What you should do: Would you print the records as they stand, down to the last character?
___ Source information ___
/// Enumerates the task list for a run. Grid and custom flows fan out per
/// requested variation; the individual flow iterates concept-major then
/// variation-minor; the macro set is always the fixed quartet and ignores
/// the variation setting.
pub fn plan_tasks(
    mode: FlowMode,
    settings: &GenerationSettings,
    selected_concepts: &[u32],
    custom_text: &str,
    registry: &ConceptRegistry,
) -> Result<Vec<GenerationTask>> {
    let variations = settings.variations.max(1) as usize;
    let mut tasks = Vec::new();

    match mode {
        FlowMode::Grid => {
            let prompt = build_prompt(PromptRequest::Grid, settings);
            for variation in 0..variations {
                tasks.push(GenerationTask {
                    index: tasks.len(),
                    label: if variations > 1 {
                        format!("Grid {}", variation + 1)
                    } else {
                        "Full Grid".to_string()
                    },
                    concept_id: None,
                    concept_name: None,
                    prompt: prompt.clone(),
                });
            }
        }
        FlowMode::Individual => {
            for concept_id in selected_concepts {
                let concept = registry
                    .get(*concept_id)
                    .with_context(|| format!("concept {concept_id} not found in the catalog"))?;
                let prompt = build_prompt(PromptRequest::Concept(concept), settings);
                for _ in 0..variations {
                    tasks.push(GenerationTask {
                        index: tasks.len(),
                        label: concept.name.to_string(),
                        concept_id: Some(concept.id),
                        concept_name: Some(concept.name.to_string()),
                        prompt: prompt.clone(),
                    });
                }
            }
        }
        FlowMode::MacroSet => {
            for variant in &MACRO_VARIANTS {
                tasks.push(GenerationTask {
                    index: tasks.len(),
                    label: variant.name.to_string(),
                    concept_id: None,
                    concept_name: Some(variant.name.to_string()),
                    prompt: build_prompt(PromptRequest::Macro(variant), settings),
                });
            }
        }
        FlowMode::Custom => {
            let prompt = build_prompt(PromptRequest::Custom(custom_text), settings);
            for variation in 0..variations {
                tasks.push(GenerationTask {
                    index: tasks.len(),
                    label: if variations > 1 {
                        format!("Variation {}", variation + 1)
                    } else {
                        "Custom Creative".to_string()
                    },
                    concept_id: None,
                    concept_name: None,
                    prompt: prompt.clone(),
                });
            }
        }
    }

    Ok(tasks)
}

/// Monotone progress snapshot handed to the caller after every settled task.
#[derive(Debug, Clone, PartialEq, Eq)]
pub struct Progress {
    pub completed: usize,
    pub total: usize,
    pub label: String,
}

/// Outcome of one orchestration run over its full task list.
#[derive(Debug, Clone, Default)]
pub struct RunReport {
    pub accepted: bool,
    pub attempted: usize,
    pub succeeded: usize,
    pub failed: usize,
    pub last_error: Option<String>,
}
___
Your solution:
/// Enumerates the task list for a run. Grid and custom flows fan out per
/// requested variation; the individual flow iterates concept-major then
/// variation-minor; the macro set is always the fixed quartet and ignores
/// the variation setting.
pub fn plan_tasks(
    mode: FlowMode,
    settings: &GenerationSettings,
    selected_concepts: &[u32],
    custom_text: &str,
    registry: &ConceptRegistry,
) -> Result<Vec<GenerationTask>> {
    let variations = settings.variations.max(1) as usize;
    let mut tasks = Vec::new();

    match mode {
        FlowMode::Grid => {
            let prompt = build_prompt(PromptRequest::Grid, settings);
            for variation in 0..variations {
                tasks.push(GenerationTask {
                    index: tasks.len(),
                    label: if variations > 1 {
                        format!("Grid {}", variation + 1)
                    } else {
                        "Full Grid".to_string()
                    },
                    concept_id: None,
                    concept_name: None,
                    prompt: prompt.clone(),
                });
            }
        }
        FlowMode::Individual => {
            for concept_id in selected_concepts {
                let concept = registry
                    .get(*concept_id)
                    .with_context(|| format!("concept {concept_id} not found in the catalog"))?;
                let prompt = build_prompt(PromptRequest::Concept(concept), settings);
                for _ in 0..variations {
                    tasks.push(GenerationTask {
                        index: tasks.len(),
                        label: concept.name.to_string(),
                        concept_id: Some(concept.id),
                        concept_name: Some(concept.name.to_string()),
                        prompt: prompt.clone(),
                    });
                }
            }
        }
        FlowMode::MacroSet => {
            for variant in &MACRO_VARIANTS {
                tasks.push(GenerationTask {
                    index: tasks.len(),
                    label: variant.name.to_string(),
                    concept_id: None,
                    concept_name: Some(variant.name.to_string()),
                    prompt: build_prompt(PromptRequest::Macro(variant), settings),
                });
            }
        }
        FlowMode::Custom => {
            let prompt = build_prompt(PromptRequest::Custom(custom_text), settings);
            for variation in 0..variations {
                tasks.push(GenerationTask {
                    index: tasks.len(),
                    label: if variations > 1 {
                        format!("Variation {}", variation + 1)
                    } else {
                        "Custom Creative".to_string()
                    },
                    concept_id: None,
                    concept_name: None,
                    prompt: prompt.clone(),
                });
            }
        }
    }

    Ok(tasks)
}

/// Monotone progress snapshot handed to the caller after every settled task.
#[derive(Debug, Clone, PartialEq, Eq)]
pub struct Progress {
    pub completed: usize,
    pub total: usize,
    pub label: String,
}

/// Outcome of one orchestration run over its full task list.
#[derive(Debug, Clone, Default)]
pub struct RunReport {
    pub accepted: bool,
    pub attempted: usize,
    pub succeeded: usize,
    pub failed: usize,
    pub last_error: Option<String>,
}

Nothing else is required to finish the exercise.